Information:
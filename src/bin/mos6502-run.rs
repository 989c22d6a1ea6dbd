//! mos6502-run - a minimal CLI driver over the `mos6502` core.
//!
//! Loads a raw binary image into a `FlatMemory` at a chosen origin,
//! optionally overrides the reset vector, resets the CPU, then runs it
//! until an instruction/cycle budget is exhausted or an illegal opcode is
//! hit. This is NOT a loader, disassembler, or NES front-end — just the
//! ambient CLI surface a library of this shape always carries.

use clap::Parser;
use mos6502::{Cpu, FlatMemory, Memory, RunBudget, StopReason};
use std::path::PathBuf;

#[derive(Parser)]
#[command(author, version, about = "Run a raw 6502 binary image", long_about = None)]
struct Args {
    /// Path to the raw binary program image.
    #[arg(long)]
    image: PathBuf,

    /// Address to load the image at.
    #[arg(long, value_parser = parse_u16)]
    origin: u16,

    /// Override the reset vector ($FFFC/$FFFD) instead of defaulting to
    /// `origin`.
    #[arg(long, value_parser = parse_u16)]
    reset: Option<u16>,

    /// Stop after executing this many instructions.
    #[arg(long, conflicts_with = "max_cycles")]
    max_instructions: Option<u64>,

    /// Stop once at least this many cycles have been consumed.
    #[arg(long, conflicts_with = "max_instructions")]
    max_cycles: Option<u64>,
}

fn parse_u16(s: &str) -> Result<u16, String> {
    let s = s.trim();
    let (digits, radix) = match s.strip_prefix("0x").or_else(|| s.strip_prefix('$')) {
        Some(hex) => (hex, 16),
        None => (s, 10),
    };
    u16::from_str_radix(digits, radix).map_err(|e| format!("invalid address {s:?}: {e}"))
}

fn main() -> Result<(), String> {
    let args = Args::parse();

    let program = std::fs::read(&args.image)
        .map_err(|e| format!("failed to read {}: {e}", args.image.display()))?;

    let mut mem = FlatMemory::new();
    mem.load(args.origin, &program);
    mem.write_u16(0xFFFC, args.reset.unwrap_or(args.origin));

    let mut cpu = Cpu::new();
    cpu.reset(&mem);

    println!(
        "loaded {} bytes at ${:04X}, reset vector -> ${:04X}",
        program.len(),
        args.origin,
        cpu.pc()
    );

    let budget = match (args.max_instructions, args.max_cycles) {
        (Some(n), None) => RunBudget::Steps(n),
        (None, Some(n)) => RunBudget::Cycles(n),
        (None, None) => RunBudget::Steps(1),
        (Some(_), Some(_)) => unreachable!("clap enforces mutual exclusion"),
    };

    let summary = cpu.run_for(&mut mem, budget);

    println!(
        "PC={:#06X} A={:#04X} X={:#04X} Y={:#04X} SP={:#04X} P={:#010b}",
        cpu.pc(),
        cpu.a(),
        cpu.x(),
        cpu.y(),
        cpu.sp(),
        cpu.status()
    );
    println!("steps={} cycles={}", summary.steps, summary.cycles);

    match summary.reason {
        StopReason::BudgetExhausted => Ok(()),
        StopReason::IllegalOpcode(err) => Err(err.to_string()),
    }
}
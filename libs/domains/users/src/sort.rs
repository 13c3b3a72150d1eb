//! `sort=<field>,<direction>` parsing and paging for user listings.
//!
//! Each listing declares the fields it may be ordered by. A field outside that
//! list, an unknown direction or a malformed expression is rejected with
//! [`UserError::InvalidSort`] instead of falling back to a default order.

use std::cmp::Ordering;
use std::str::FromStr;
use strum::{Display, EnumString};

use crate::error::{UserError, UserResult};
use crate::models::User;

pub const DEFAULT_PAGE_SIZE: u64 = 20;
pub const MAX_PAGE_SIZE: u64 = 100;

#[derive(Debug, Clone, Copy, PartialEq, Eq, Hash, Display, EnumString)]
#[strum(serialize_all = "camelCase")]
pub enum SortField {
    Id,
    Login,
    FirstName,
    LastName,
    Email,
    Activated,
    LangKey,
    CreatedDate,
    LastModifiedDate,
}

impl SortField {
    /// Fields `GET /api/users` may be ordered by
    pub const PUBLIC: &'static [SortField] = &[SortField::Id, SortField::Login];

    /// Fields `GET /api/admin/users` may be ordered by
    pub const ADMIN: &'static [SortField] = &[
        SortField::Id,
        SortField::Login,
        SortField::FirstName,
        SortField::LastName,
        SortField::Email,
        SortField::Activated,
        SortField::LangKey,
        SortField::CreatedDate,
        SortField::LastModifiedDate,
    ];

    /// Key of this field in a stored user document
    pub fn document_field(self) -> &'static str {
        match self {
            SortField::Id => "_id",
            SortField::Login => "login",
            SortField::FirstName => "first_name",
            SortField::LastName => "last_name",
            SortField::Email => "email",
            SortField::Activated => "activated",
            SortField::LangKey => "lang_key",
            SortField::CreatedDate => "created_date",
            SortField::LastModifiedDate => "last_modified_date",
        }
    }

    /// Ascending comparison of two users on this field; `None` sorts first
    pub fn compare(self, a: &User, b: &User) -> Ordering {
        match self {
            SortField::Id => a.id.cmp(&b.id),
            SortField::Login => a.login.cmp(&b.login),
            SortField::FirstName => a.first_name.cmp(&b.first_name),
            SortField::LastName => a.last_name.cmp(&b.last_name),
            SortField::Email => a.email.cmp(&b.email),
            SortField::Activated => a.activated.cmp(&b.activated),
            SortField::LangKey => a.lang_key.cmp(&b.lang_key),
            SortField::CreatedDate => a.created_date.cmp(&b.created_date),
            SortField::LastModifiedDate => a.last_modified_date.cmp(&b.last_modified_date),
        }
    }
}

#[derive(Debug, Clone, Copy, PartialEq, Eq, Default, Display, EnumString)]
#[strum(serialize_all = "lowercase", ascii_case_insensitive)]
pub enum SortDirection {
    #[default]
    Asc,
    Desc,
}

/// Single-field ordering; ties are broken by ascending id
#[derive(Debug, Clone, Copy, PartialEq, Eq)]
pub struct Sort {
    pub field: SortField,
    pub direction: SortDirection,
}

impl Default for Sort {
    fn default() -> Self {
        Self::asc(SortField::Id)
    }
}

impl Sort {
    pub fn asc(field: SortField) -> Self {
        Self {
            field,
            direction: SortDirection::Asc,
        }
    }

    pub fn desc(field: SortField) -> Self {
        Self {
            field,
            direction: SortDirection::Desc,
        }
    }

    /// Parse `field[,direction]` against `allowed`. A missing expression means `id,asc`.
    pub fn parse(raw: Option<&str>, allowed: &[SortField]) -> UserResult<Self> {
        let Some(raw) = raw.map(str::trim).filter(|s| !s.is_empty()) else {
            return Ok(Self::default());
        };

        let mut parts = raw.split(',').map(str::trim);
        let field_name = parts.next().unwrap_or_default();
        let direction_name = parts.next();

        if parts.next().is_some() {
            return Err(UserError::InvalidSort(format!(
                "Sort '{}' must look like <field>,<asc|desc>",
                raw
            )));
        }

        let field = SortField::from_str(field_name)
            .ok()
            .filter(|field| allowed.contains(field))
            .ok_or_else(|| {
                UserError::InvalidSort(format!("Sort field '{}' is not allowed", field_name))
            })?;

        let direction = match direction_name {
            None | Some("") => SortDirection::Asc,
            Some(name) => SortDirection::from_str(name).map_err(|_| {
                UserError::InvalidSort(format!("Sort direction '{}' is not asc or desc", name))
            })?,
        };

        Ok(Self { field, direction })
    }

    /// Total order used by in-process stores; mirrors the database sort
    pub fn compare(&self, a: &User, b: &User) -> Ordering {
        let primary = match self.direction {
            SortDirection::Asc => self.field.compare(a, b),
            SortDirection::Desc => self.field.compare(b, a),
        };
        primary.then_with(|| a.id.cmp(&b.id))
    }
}

/// Zero-based page of a listing
#[derive(Debug, Clone, Copy, PartialEq, Eq)]
pub struct PageRequest {
    pub page: u64,
    pub size: u64,
}

impl Default for PageRequest {
    fn default() -> Self {
        Self {
            page: 0,
            size: DEFAULT_PAGE_SIZE,
        }
    }
}

impl PageRequest {
    /// Size is clamped to `1..=MAX_PAGE_SIZE`
    pub fn new(page: Option<u64>, size: Option<u64>) -> Self {
        Self {
            page: page.unwrap_or(0),
            size: size.unwrap_or(DEFAULT_PAGE_SIZE).clamp(1, MAX_PAGE_SIZE),
        }
    }

    pub fn offset(&self) -> u64 {
        self.page.saturating_mul(self.size)
    }
}

#[cfg(test)]
mod tests {
    use super::*;

    fn user(id: &str, login: &str) -> User {
        let mut user = User::new(login, format!("{}@example.com", login), "hash");
        user.id = Some(id.to_string());
        user
    }

    #[test]
    fn test_parse_defaults_to_id_asc() {
        assert_eq!(Sort::parse(None, SortField::PUBLIC).unwrap(), Sort::default());
        assert_eq!(
            Sort::parse(Some("  "), SortField::PUBLIC).unwrap(),
            Sort::asc(SortField::Id)
        );
    }

    #[test]
    fn test_parse_field_and_direction() {
        assert_eq!(
            Sort::parse(Some("login,desc"), SortField::PUBLIC).unwrap(),
            Sort::desc(SortField::Login)
        );
        assert_eq!(
            Sort::parse(Some("id,ASC"), SortField::PUBLIC).unwrap(),
            Sort::asc(SortField::Id)
        );
        assert_eq!(
            Sort::parse(Some("login"), SortField::PUBLIC).unwrap(),
            Sort::asc(SortField::Login)
        );
        assert_eq!(
            Sort::parse(Some("lastModifiedDate,desc"), SortField::ADMIN).unwrap(),
            Sort::desc(SortField::LastModifiedDate)
        );
    }

    #[test]
    fn test_public_allow_list_is_id_and_login() {
        assert_eq!(SortField::PUBLIC, &[SortField::Id, SortField::Login]);

        for field in ["email", "imageUrl", "langKey", "firstName", "activated"] {
            let err = Sort::parse(Some(&format!("{},asc", field)), SortField::PUBLIC).unwrap_err();
            assert!(matches!(err, UserError::InvalidSort(_)), "{} accepted", field);
        }
    }

    #[test]
    fn test_parse_rejects_malformed_expressions() {
        for raw in ["nope,asc", "login,sideways", "login,asc,extra", ",asc", "password_hash"] {
            assert!(
                matches!(
                    Sort::parse(Some(raw), SortField::ADMIN),
                    Err(UserError::InvalidSort(_))
                ),
                "{} accepted",
                raw
            );
        }
    }

    #[test]
    fn test_compare_orders_logins_both_ways() {
        let mut users = vec![user("1", "bob"), user("2", "alice"), user("3", "carol")];

        users.sort_by(|a, b| Sort::asc(SortField::Login).compare(a, b));
        let logins: Vec<&str> = users.iter().map(|u| u.login.as_str()).collect();
        assert_eq!(logins, ["alice", "bob", "carol"]);

        users.sort_by(|a, b| Sort::desc(SortField::Login).compare(a, b));
        let logins: Vec<&str> = users.iter().map(|u| u.login.as_str()).collect();
        assert_eq!(logins, ["carol", "bob", "alice"]);
    }

    #[test]
    fn test_compare_breaks_ties_by_id() {
        let mut a = user("b", "x");
        let mut b = user("a", "y");
        a.activated = true;
        b.activated = true;

        let sort = Sort::desc(SortField::Activated);
        assert_eq!(sort.compare(&b, &a), Ordering::Less);
    }

    #[test]
    fn test_document_fields() {
        assert_eq!(SortField::Id.document_field(), "_id");
        assert_eq!(SortField::LangKey.document_field(), "lang_key");
        assert_eq!(SortField::LastModifiedDate.to_string(), "lastModifiedDate");
    }

    #[test]
    fn test_page_request_clamps_size() {
        assert_eq!(PageRequest::new(None, None), PageRequest::default());
        assert_eq!(PageRequest::new(Some(2), Some(500)).size, MAX_PAGE_SIZE);
        assert_eq!(PageRequest::new(None, Some(0)).size, 1);
        assert_eq!(PageRequest::new(Some(3), Some(10)).offset(), 30);
    }
}
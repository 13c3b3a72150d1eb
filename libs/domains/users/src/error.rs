use axum::response::{IntoResponse, Response};
use axum_helpers::{AppError, ErrorCode};
use thiserror::Error;

#[derive(Debug, Error)]
pub enum UserError {
    #[error("User {0} not found")]
    NotFound(String),

    #[error("Login name already used")]
    LoginAlreadyUsed,

    #[error("Email is already in use")]
    EmailAlreadyUsed,

    #[error("{0}")]
    InvalidSort(String),

    #[error("Authority {0} not found")]
    AuthorityNotFound(String),

    #[error("Authority {0} already exists")]
    AuthorityAlreadyExists(String),

    #[error("Invalid input: {0}")]
    Validation(String),

    #[error("Invalid login or password")]
    InvalidCredentials,

    #[error("No user was found for this activation key")]
    InvalidActivationKey,

    #[error("Password hashing failed: {0}")]
    PasswordHash(String),

    #[error("Database error: {0}")]
    Database(String),

    #[error("Internal error: {0}")]
    Internal(String),
}

pub type UserResult<T> = Result<T, UserError>;

impl UserError {
    /// Login/email uniqueness violations
    pub fn is_conflict(&self) -> bool {
        matches!(self, UserError::LoginAlreadyUsed | UserError::EmailAlreadyUsed)
    }
}

impl From<UserError> for AppError {
    fn from(err: UserError) -> Self {
        match err {
            UserError::NotFound(_) | UserError::AuthorityNotFound(_) => {
                AppError::NotFound(err.to_string())
            }
            UserError::LoginAlreadyUsed => AppError::coded(ErrorCode::LoginAlreadyUsed),
            UserError::EmailAlreadyUsed => AppError::coded(ErrorCode::EmailAlreadyUsed),
            UserError::AuthorityAlreadyExists(_) => AppError::Conflict(err.to_string()),
            UserError::InvalidSort(message) => AppError::Coded {
                code: ErrorCode::InvalidSort,
                message,
            },
            UserError::Validation(msg) => AppError::BadRequest(msg),
            UserError::InvalidCredentials => AppError::coded(ErrorCode::InvalidCredentials),
            UserError::InvalidActivationKey => AppError::coded(ErrorCode::InvalidActivationKey),
            UserError::Database(msg) => AppError::Database(msg),
            UserError::PasswordHash(msg) | UserError::Internal(msg) => {
                AppError::InternalServerError(msg)
            }
        }
    }
}

impl IntoResponse for UserError {
    fn into_response(self) -> Response {
        let app_error: AppError = self.into();
        app_error.into_response()
    }
}

impl From<mongodb::error::Error> for UserError {
    fn from(err: mongodb::error::Error) -> Self {
        UserError::Database(err.to_string())
    }
}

Exercise requirements: Using the listing, count the lines holding the word "IntoResponse" and write down that number alone.

Reply: 2